In the case of Janus v. AFSCME, the court ruled, in a 5-4 vote with conservatives winning out, that government employee unions cannot require represented workers to pay a cent in union dues or fees.
It's a decision that could cost labor unions tens of millions of dollars — depending on how many workers simply decide that they'd rather have that money in their paycheck, rather than pay it to a labor organization. And they can make that decision and still live and work under contracts negotiated by unions providing pay levels and benefits packages. And while it's impossible to predict what the impact will be on any given labor union, it seems a certainty that every one of them will see some financial hit.
The case affects a large swath of employees in America: police and firefighters, teachers, public health workers, municipal employees and many, many others. The case is also significant because the public sector has a high rate of unionization — representing more than a third of all such workers in 2017. (That compares to just 6.5 percent of private sector jobs that were union during the same timeframe.)
So Janus potentially gets right at one of the real strengths of the otherwise battered American labor movement.
Among those celebrating the ruling is Americans for Prosperity, the Koch brothers-funded group that's been part of a major national effort to enact laws limiting labor's ability to automatically collect dues from workers in union-represented jobs.
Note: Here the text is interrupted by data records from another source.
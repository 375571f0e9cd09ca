//! Default values for notice-gen configuration.

/// Aggregate notices file, relative to the project root.
pub const DEFAULT_NOTICES_FILE: &str = "THIRD_PARTY_NOTICES.md";

/// Per-component license record directory, relative to the project root.
pub const DEFAULT_LICENSES_DIR: &str = "LICENSES";

/// Directory searched recursively for project manifests.
pub const DEFAULT_MANIFEST_DIR: &str = "src";

/// Manifest file suffix.
pub const DEFAULT_MANIFEST_EXTENSION: &str = ".csproj";

/// Directory whose immediate children are vendored components.
pub const DEFAULT_BUNDLED_DIR: &str = "third_party";

/// NuGet V3 flat-container endpoint.
pub const DEFAULT_REGISTRY_URL: &str = "https://api.nuget.org/v3-flatcontainer";

/// Per-request timeout for registry lookups, in seconds.
pub const DEFAULT_REGISTRY_TIMEOUT_SECS: u64 = 20;

/// Upper bound accepted for the registry timeout, in seconds.
pub const MAX_REGISTRY_TIMEOUT_SECS: u64 = 300;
AFP senior policy fellow Akash Chougule argues that the ruling isn't anti-union. "If you like your union you can keep your union," he says, "What we're saying and, again, what the court made clear, is you simply cannot force workers against their will to fund their union."
Prior to this week's ruling, government employees already had the right to not pay anything to fund the union's political activity — but they were required to pay to the union something called an "agency fee" to cover costs of negotiating contracts that they benefited from. Under the Janus decision, that requirement is gone. No contribution to the union is required whatsoever for government workers nationwide.
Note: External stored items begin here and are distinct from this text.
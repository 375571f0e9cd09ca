//! Aggregate `THIRD_PARTY_NOTICES.md` document.

use super::escape::escape_markdown_table;
use crate::model::ComponentSet;

/// Render the aggregate notices document.
///
/// `licenses_label` is the licenses directory as it should appear in the
/// pointer line, e.g. `LICENSES`.
#[must_use]
pub fn render_notices(components: &ComponentSet, licenses_label: &str) -> String {
    let mut lines = vec![
        "# THIRD_PARTY_NOTICES".to_string(),
        String::new(),
        "This file is generated by `notice-gen generate`.".to_string(),
        String::new(),
        "## Included third-party components".to_string(),
        String::new(),
        "| Source | Name | Version | License | License URL |".to_string(),
        "|---|---|---|---|---|".to_string(),
    ];

    for component in components.iter() {
        lines.push(format!(
            "| {} | {} | {} | {} | {} |",
            component.source,
            escape_markdown_table(&component.name),
            escape_markdown_table(&component.version),
            escape_markdown_table(&component.license.license_name),
            escape_markdown_table(&component.license.license_url),
        ));
    }

    lines.extend([
        String::new(),
        "## Per-component license files".to_string(),
        String::new(),
        format!("Detailed records are written to the `{licenses_label}/` directory."),
    ]);

    let mut document = lines.join("\n").trim_end().to_string();
    document.push('\n');
    document
}

#[cfg(test)]
mod tests {
    use super::*;
    use crate::model::{Component, LicenseMetadata, PackageRef};

    #[test]
    fn test_empty_set_renders_header_only() {
        let doc = render_notices(&ComponentSet::new(), "LICENSES");
        assert_eq!(
            doc,
            "# THIRD_PARTY_NOTICES\n\
             \n\
             This file is generated by `notice-gen generate`.\n\
             \n\
             ## Included third-party components\n\
             \n\
             | Source | Name | Version | License | License URL |\n\
             |---|---|---|---|---|\n\
             \n\
             ## Per-component license files\n\
             \n\
             Detailed records are written to the `LICENSES/` directory.\n"
        );
    }

    #[test]
    fn test_rows_in_set_order_and_escaped() {
        let set: ComponentSet = vec![
            Component::from_registry(
                PackageRef::new("Pipe|Name", "1.0").unwrap(),
                LicenseMetadata {
                    license_name: "SPDX: MIT".to_string(),
                    license_url: "https://licenses.nuget.org/MIT".to_string(),
                    ..LicenseMetadata::default()
                },
            ),
            Component::bundled("zlib", LicenseMetadata::unknown("none"), None),
        ]
        .into_iter()
        .collect();

        let doc = render_notices(&set, "docs/licenses");
        let rows: Vec<&str> = doc.lines().filter(|l| l.starts_with("| ") && !l.starts_with("| Source")).collect();
        assert_eq!(
            rows,
            vec![
                "| Bundled | zlib | bundled | UNKNOWN |  |",
                "| NuGet | Pipe\\|Name | 1.0 | SPDX: MIT | https://licenses.nuget.org/MIT |",
            ]
        );
        assert!(doc.contains("Detailed records are written to the `docs/licenses/` directory."));
    }
}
University of California, Berkeley labor specialist Harley Shaiken says Janus is meant to weaken unions "and it will likely do just that."
It's hard to forecast what the impact will be for any given union. But labor will be up against the following dynamic: Employees who don't like unions can be expected to opt out and take the cash, but this could also tempt those simply ambivalent about being in a union to opt out. The single largest public sector union in the U.S. is the American Federation of State, County and Municipal Employees, better known as AFSCME. Its president, Lee Saunders, says of Janus, "You know, it's hard to take," before adding, "We're gonna have to make some adjustments, but this is an opportunity for us."
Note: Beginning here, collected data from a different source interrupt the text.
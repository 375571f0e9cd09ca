//! MSBuild project file parsing.
//!
//! Extracts `PackageReference` items from `*.csproj` content. Both attribute
//! and child-element forms of the version are supported:
//!
//! ```xml
//! <PackageReference Include="Serilog" Version="3.1.1" />
//! <PackageReference Include="Polly">
//!   <Version>8.2.0</Version>
//! </PackageReference>
//! ```

use crate::error::{NoticeError, Result};
use crate::model::PackageRef;
use quick_xml::Reader;
use quick_xml::events::{BytesStart, Event};

const PACKAGE_REFERENCE: &[u8] = b"PackageReference";
const VERSION: &[u8] = b"Version";

/// A `PackageReference` element whose end tag has not been seen yet.
#[derive(Debug, Default)]
struct PendingReference {
    include: Option<String>,
    version_attr: Option<String>,
    version_text: Option<String>,
    /// Element depth of the `PackageReference` start tag
    depth: usize,
}

/// Parse every package reference in a project file.
///
/// `origin` is only used to label errors. Entries with a blank name or
/// version are dropped; duplicates are kept (the collector deduplicates
/// across files).
pub fn parse_manifest(content: &str, origin: &str) -> Result<Vec<PackageRef>> {
    let mut reader = Reader::from_str(content);
    reader.config_mut().trim_text(true);

    let mut refs = Vec::new();
    let mut pending: Option<PendingReference> = None;
    let mut depth = 0usize;
    let mut seen_root = false;
    let mut in_version = false;

    loop {
        match reader.read_event() {
            Ok(Event::Start(ref e)) => {
                depth += 1;
                seen_root = true;
                let name = e.local_name();
                if name.as_ref() == PACKAGE_REFERENCE && pending.is_none() {
                    pending = Some(start_reference(e, depth, origin)?);
                } else if name.as_ref() == VERSION
                    && pending.as_ref().is_some_and(|p| depth == p.depth + 1)
                {
                    in_version = true;
                }
            }
            Ok(Event::Empty(ref e)) => {
                seen_root = true;
                if e.local_name().as_ref() == PACKAGE_REFERENCE && pending.is_none() {
                    let reference = start_reference(e, depth + 1, origin)?;
                    refs.extend(finish_reference(reference));
                }
            }
            Ok(Event::Text(ref e)) => {
                if in_version && let Some(p) = pending.as_mut() {
                    let text = e
                        .unescape()
                        .map_err(|err| NoticeError::invalid_xml(origin, err.to_string()))?;
                    p.version_text
                        .get_or_insert_with(String::new)
                        .push_str(&text);
                }
            }
            Ok(Event::CData(ref e)) => {
                if in_version && let Some(p) = pending.as_mut() {
                    p.version_text
                        .get_or_insert_with(String::new)
                        .push_str(&String::from_utf8_lossy(e));
                }
            }
            Ok(Event::End(ref e)) => {
                let name = e.local_name();
                if name.as_ref() == VERSION {
                    in_version = false;
                } else if name.as_ref() == PACKAGE_REFERENCE
                    && pending.as_ref().is_some_and(|p| p.depth == depth)
                    && let Some(reference) = pending.take()
                {
                    refs.extend(finish_reference(reference));
                }
                depth = depth.saturating_sub(1);
            }
            Ok(Event::Eof) => {
                // quick-xml does not report unclosed elements at EOF.
                if depth != 0 || !seen_root {
                    return Err(NoticeError::invalid_xml(
                        origin,
                        "unexpected end of document",
                    ));
                }
                break;
            }
            Err(e) => {
                return Err(NoticeError::invalid_xml(
                    origin,
                    format!("at position {}: {e}", reader.buffer_position()),
                ));
            }
            _ => {}
        }
    }

    Ok(refs)
}

/// Read the attributes of a `PackageReference` start tag.
fn start_reference(e: &BytesStart<'_>, depth: usize, origin: &str) -> Result<PendingReference> {
    let mut reference = PendingReference {
        depth,
        ..PendingReference::default()
    };

    for attr in e.attributes() {
        let attr = attr.map_err(|err| NoticeError::invalid_xml(origin, err.to_string()))?;
        let value = attr
            .unescape_value()
            .map_err(|err| NoticeError::invalid_xml(origin, err.to_string()))?;
        match attr.key.local_name().as_ref() {
            b"Include" => reference.include = Some(value.into_owned()),
            b"Version" => reference.version_attr = Some(value.into_owned()),
            _ => {}
        }
    }

    Ok(reference)
}

/// Resolve a finished element into a package reference.
///
/// A present-but-empty `Version` attribute falls back to the child element,
/// matching how MSBuild treats an empty attribute as unset.
fn finish_reference(reference: PendingReference) -> Option<PackageRef> {
    let include = reference.include?;
    let version = reference
        .version_attr
        .filter(|v| !v.trim().is_empty())
        .or(reference.version_text)
        .unwrap_or_default();
    PackageRef::new(&include, &version)
}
Saunders notes that the court gave indications in an earlier case three years ago that this is the direction it would go with this case. So the AFSCME leader says the union had already been adapting to the new reality. He says AFSCME has greatly improved outreach to workers about what the union does for them. He says there's more personal contact too, which includes lots of listening on the union's part.
"We kind of took that for granted — the importance of communication," says Saunders, "the importance of individual communication." He says he expects that approach to help mitigate some of the financial loss.
Saunders also points to a new era in labor activism across America, that comes even as the courts make things more difficult for unions. He points to the massive protests and strikes that have led to pay hikes for teachers in places like West Virginia, Oklahoma and Arizona. He says it's an indication that labor activism is still very much alive, regardless of unfavorable court cases.
And there's some evidence that unions that can make the case to workers that they are delivering value can limit the dues defections now allowed under law. Shaiken says look to Nevada. It's a so-called right-to-work state, where not paying union dues is already allowed for private sector workers in union shops. Despite that, the culinary workers union in Las Vegas has remained a force both in organizing and in politics.
Shaiken points out that it's the largest union in the state, with 57,000 members. "Yet 95 percent of these 57,000 workers pay union dues. Why? Because they see the effectiveness in their daily life," Shaiken says.
That may be a best-case scenario. Other unions around the country are now challenged to find their own version of that model. This all comes as labor leaders pledge to be more active than ever in the 2018 and 2020 elections, where they'll find very well funded adversaries.